Ce matin, en me levant, le reflet que me renvoie mon miroir me fait un peu peur. Je suis pâle, de grandes cernes ombrent mes yeux, et mes cheveux, déjà hirsutes en temps normal, ne ressemblent à rien. Je soupire, passe une main sur mon visage, et me précipite dans la douche pour éviter cette vision horrifique de moi-même. Je reste immobile sous l'eau glacée pendant près d'une demie heure, jusqu'à ce que je réalise que si je tarde trop, je risque de louper le train. Je me prépare le plus rapidement possible. En quelques sorts, je répare les dégâts affligeants de mon apparence, causés par ces mois sombres qui nous ont tous mis à rude épreuve. C'est avec un soulagement certain que j'observe cette fois-ci une jeune fille aux longs cheveux parfaitement lisses, à la peau plus claire que pâle et aux yeux plus doux que tristes. Je ne me suis jamais trouvée très jolie, mais je suis contente de voir que j'ai fait un bon bout de chemin depuis mes 11 ans. J'ai évolué, j'ai changé et cela me fait du bien de me dire que cette guerre m'aura au moins permis de m'affirmer un peu. Je quitte la salle de bain pour rejoindre mon petit salon, où ma valise attend patiemment depuis la veille. J'ai bien fait de prendre un peu d'avance hier, je n'aurais jamais réussi à partir à l'heure le cas échéant. J'attrape ma veste, mes clés, saisis la poignet de ma valise et la tire à ma suite jusqu'à la porte. L'ouvrir est plus compliqué que ce que je me suis imaginée. Pourtant, la refermer est plus difficile encore. C'est la dernière fois que je vois cette maison. La vendre était une épreuve de plus à surmonter, mais il le fallait. Je ne pouvais pas me résigner à rester ici, sans mes parents. Et puis, maintenant que j'ai réussi à la vendre, je vais pouvoir me trouver un appartement. Je ne sais pas encore où, mais il me reste du temps pour décider de ça aussi.

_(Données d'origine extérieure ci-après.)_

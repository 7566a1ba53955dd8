//! Full encounters played from the bundled definitions

use combat_core::config::{default_monsters, default_skill_book, parse_skill_book_json, MonsterDefinition};
use combat_core::pipeline::{process_incoming_damage, DamageRequest};
use combat_core::status::Buff;
use combat_core::{
    CombatConstants, CombatContext, CombatRules, Combatant, Element, EncounterOutcome, EntityHandle,
    Roster, Side, SkillBook, StatBlock, TargetingMode,
};
use combat_sim::{run_once, Scenario};
use proptest::prelude::*;
use rand::rngs::StdRng;
use rand::SeedableRng;
use std::sync::Arc;

fn rules() -> Arc<CombatRules> {
    Arc::new(CombatRules::with_defaults().unwrap())
}

fn fighter(hp: i64, attack: f64, defense: f64, speed: f64) -> StatBlock {
    StatBlock {
        hp,
        max_hp: hp,
        attack,
        defense,
        speed,
        crit_rate: 0.0,
        evasion: 0.0,
        accuracy: 100.0,
        ..StatBlock::default()
    }
}

fn dummy(id: &str, stats: StatBlock) -> MonsterDefinition {
    MonsterDefinition {
        id: id.to_string(),
        name: "Dummy".to_string(),
        attribute: Element::Neutral,
        stats,
        skills: Vec::new(),
    }
}

fn basic_duel(player: StatBlock, monster: StatBlock) -> CombatContext {
    let book = default_skill_book().unwrap();
    let hero = Combatant::player("Hero", player)
        .with_deck(book.deck(&["basic_attack".to_string()]).unwrap());
    let foe = Combatant::monster(&dummy("dummy", monster), &book).unwrap();
    CombatContext::new(hero, vec![foe], TargetingMode::First, Arc::new(CombatRules::default()))
        .unwrap()
}

#[test]
fn test_every_bundled_monster_fight_terminates() {
    let book = default_skill_book().unwrap();
    let bestiary = default_monsters().unwrap();
    let limit = CombatConstants::default().encounter.max_actions;

    for monster in &bestiary {
        let mut scenario = Scenario::demo().unwrap();
        scenario.monsters = vec![monster.id.clone()];
        for seed in 0..10 {
            let report = run_once(&scenario, &book, &bestiary, rules(), seed).unwrap();
            assert!(report.actions <= limit, "{} seed {}", monster.id, seed);
            assert!(!report.log.is_empty());
            for combatant in &report.combatants {
                assert!(combatant.hp >= 0, "negative HP for {}", combatant.name);
                assert!(combatant.hp <= combatant.max_hp);
            }
        }
    }
}

#[test]
fn test_three_monster_pack() {
    let book = default_skill_book().unwrap();
    let bestiary = default_monsters().unwrap();
    let mut scenario = Scenario::demo().unwrap();
    scenario.monsters = vec!["orc_brute".into(), "lich".into(), "frost_wolf".into()];
    scenario.targeting = TargetingMode::Random;

    for seed in 0..5 {
        let report = run_once(&scenario, &book, &bestiary, rules(), seed).unwrap();
        assert_eq!(report.combatants.len(), 4);
        let terminal = match report.outcome {
            EncounterOutcome::Victory => "Victory!",
            EncounterOutcome::Defeat => "You have been defeated...",
            EncounterOutcome::Stalled => "The battle",
            EncounterOutcome::Fled => "You fled",
        };
        assert!(report.log.iter().any(|l| l.contains(terminal)));
    }
}

#[test]
fn test_faster_combatant_acts_first() {
    let mut context = basic_duel(
        fighter(500, 10.0, 0.0, 20.0),
        fighter(500, 10.0, 0.0, 7.0),
    );
    let mut rng = StdRng::seed_from_u64(3);
    context.step(&mut rng).unwrap();

    let lines = context.log().lines();
    let hero = lines.iter().position(|l| l.contains("Hero uses"));
    let foe = lines.iter().position(|l| l.contains("Dummy uses"));
    assert!(hero.is_some());
    assert!(foe.is_none());
}

#[test]
fn test_physical_damage_band() {
    // 100 attack against 50 defense: 100 - 25 = 75, then +/-20% variance
    for seed in 0..40 {
        let mut context = basic_duel(
            fighter(500, 100.0, 0.0, 50.0),
            fighter(10_000, 1.0, 50.0, 1.0),
        );
        let mut rng = StdRng::seed_from_u64(seed);
        context.step(&mut rng).unwrap();
        let foe = context.roster().get(EntityHandle(1)).unwrap();
        let damage = 10_000 - foe.hp();
        assert!((60..=90).contains(&damage), "seed {} dealt {}", seed, damage);
    }
}

#[test]
fn test_resistance_then_shield() {
    let mut roster = Roster::new();
    let mut stats = fighter(200, 10.0, 0.0, 10.0);
    stats.resist.fire = 0.5;
    let target = roster.add(Combatant::new("Golem", Side::Monster, stats));
    roster
        .get_mut(target)
        .unwrap()
        .effects
        .apply_buff(Buff::shield(20.0, 2, "Barrier"));

    let request = DamageRequest::new(target, 100, Element::Fire);
    let result = process_incoming_damage(&mut roster, &request, &CombatConstants::default()).unwrap();
    assert_eq!(result.after_resistance, 50);
    assert_eq!(result.absorbed, 20);
    assert_eq!(result.actual, 30);
    assert_eq!(roster.get(target).unwrap().hp(), 170);
}

#[test]
fn test_reflect_happens_once() {
    let book: SkillBook = parse_skill_book_json(
        r#"{"skills": [
            {"id": "mirror", "components": [{"tag": "reflect", "percent": 0.5}]}
        ]}"#,
    )
    .unwrap();
    let mirror = book.require("mirror").unwrap();

    let mut roster = Roster::new();
    let a = roster.add(
        Combatant::player("Knight", fighter(500, 10.0, 0.0, 10.0))
            .with_equipment(vec![Arc::clone(&mirror)]),
    );
    let b = roster.add(
        Combatant::new("Mirror Golem", Side::Monster, fighter(500, 10.0, 0.0, 10.0))
            .with_equipment(vec![mirror]),
    );

    let request = DamageRequest::new(b, 100, Element::Neutral).from_attacker(a);
    let result = process_incoming_damage(&mut roster, &request, &CombatConstants::default()).unwrap();
    assert_eq!(result.actual, 100);
    assert_eq!(result.reflected, 50);
    let bounced = result.reflected_result.as_ref().unwrap();
    assert!(bounced.reflected_result.is_none());
    assert_eq!(result.logs.iter().filter(|l| l.contains("reflects")).count(), 1);
    assert_eq!(roster.get(a).unwrap().hp(), 450);
    assert_eq!(roster.get(b).unwrap().hp(), 400);
}

#[test]
fn test_flee_between_actions() {
    let mut context = basic_duel(
        fighter(500, 10.0, 0.0, 10.0),
        fighter(500, 10.0, 0.0, 10.0),
    );
    let mut rng = StdRng::seed_from_u64(9);
    context.step(&mut rng).unwrap();
    context.abort();
    assert_eq!(context.step(&mut rng).unwrap(), Some(EncounterOutcome::Fled));

    let report = context.finish(&mut rng);
    assert_eq!(report.outcome, EncounterOutcome::Fled);
    assert!(report.log.iter().any(|l| l == "You fled from battle."));
}

#[test]
fn test_report_tracks_hp_delta() {
    let mut context = basic_duel(
        fighter(300, 40.0, 0.0, 30.0),
        fighter(60, 5.0, 0.0, 5.0),
    );
    let mut rng = StdRng::seed_from_u64(1);
    assert_eq!(context.run(&mut rng), EncounterOutcome::Victory);

    let report = context.finish(&mut rng);
    let foe = report.combatant(EntityHandle(1)).unwrap();
    assert_eq!(foe.hp, 0);
    assert_eq!(foe.hp_delta(), -60);
    assert!(report.summary().starts_with("Victory"));
}

proptest! {
    #![proptest_config(ProptestConfig::with_cases(32))]

    #[test]
    fn test_any_seed_reaches_an_outcome(seed in any::<u64>()) {
        let book = default_skill_book().unwrap();
        let bestiary = default_monsters().unwrap();
        let mut scenario = Scenario::demo().unwrap();
        scenario.monsters = vec!["goblin".into(), "slime".into(), "fire_imp".into()];

        let report = run_once(&scenario, &book, &bestiary, rules(), seed).unwrap();
        prop_assert!(report.actions <= CombatConstants::default().encounter.max_actions);
        for combatant in &report.combatants {
            prop_assert!(combatant.hp >= 0 && combatant.hp <= combatant.max_hp);
        }
    }
}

C'est une drôle de sensation que de se retrouver devant la gare de King's Cross, alors que je ne pensais jamais revoir Poudlard. Finalement, le Professeur McGonagall, qui a repris la suite de Dumbledore en tant que Directrice, a décidé d'inviter tous les 7ème année volontaires à repasser leurs ASPIC's, lors d'une huitième et dernière année. J'ai immédiatement sauté sur l'occasion. A l'idée de retrouver cette partie de moi-même, mes amis, mes professeurs, je me sens déjà un peu mieux. Ce n'est pas grand chose, mais c'est suffisant pour m'aider à passer la barrière de la voie 9 3/4. C'est face à la foule présente près du Poudlard Express que je me sens déjà plus nerveuse. Je n'ai pas donné beaucoup de nouvelles de moi pendant ces deux mois. Je n'étais même plus à Londres. Mais ça, je crois que personne ne le sait. A moins que Ginny et Harry ne se soient doutés de quelque chose... Je baisse légèrement la tête, salue poliment les quelques personnes qui m'accostent joyeusement et marche le plus vite possible vers le premier wagon qui s'offre à moi. En soi, être une héroïne de guerre n'est pas si terrible que ça. Mais à mes yeux, j'ai l'impression qu'on me jette les fleurs que d'autres auraient dû recevoir à ma place. La popularité, ce n'est clairement pas mon élément. Je préfère, et de loin, ma petite vie tranquille, entourée de mes amis et de mes livres. C'est donc avec un immense soulagement que je tombe rapidement sur un compartiment vide. J'espère que mes amis ne sont pas déjà installés autre part. Je ne suis pas certaine qu'ils soient déjà arrivés, après tout, ils ne sont jamais vraiment à l'heure. Mais je ne suis pas non plus très en avance moi-même. Si lors du départ du train, je n'ai aucun signe d'eux, je partirai à leur recherche, même si cela signifie qu'il me faudra traverser la plupart des wagons et croiser un grand nombre d'élèves. Si c'est pour revoir mes amis, ce n'est qu'un détail, certes quelque peu embêtant, mais largement insignifiant. En attendant, je préfère me plonger dans un livre, histoire de passer les minutes qui restent à faire quelque chose d'utile. Puisque j'ai gardé près de moi les ouvrages essentielles à notre 8ème année - enfin, notre deuxième 7ème année - j'attrape l'un deux sans vraiment regarder sa nature, l'ouvre à la première page, et me plonge rapidement dedans.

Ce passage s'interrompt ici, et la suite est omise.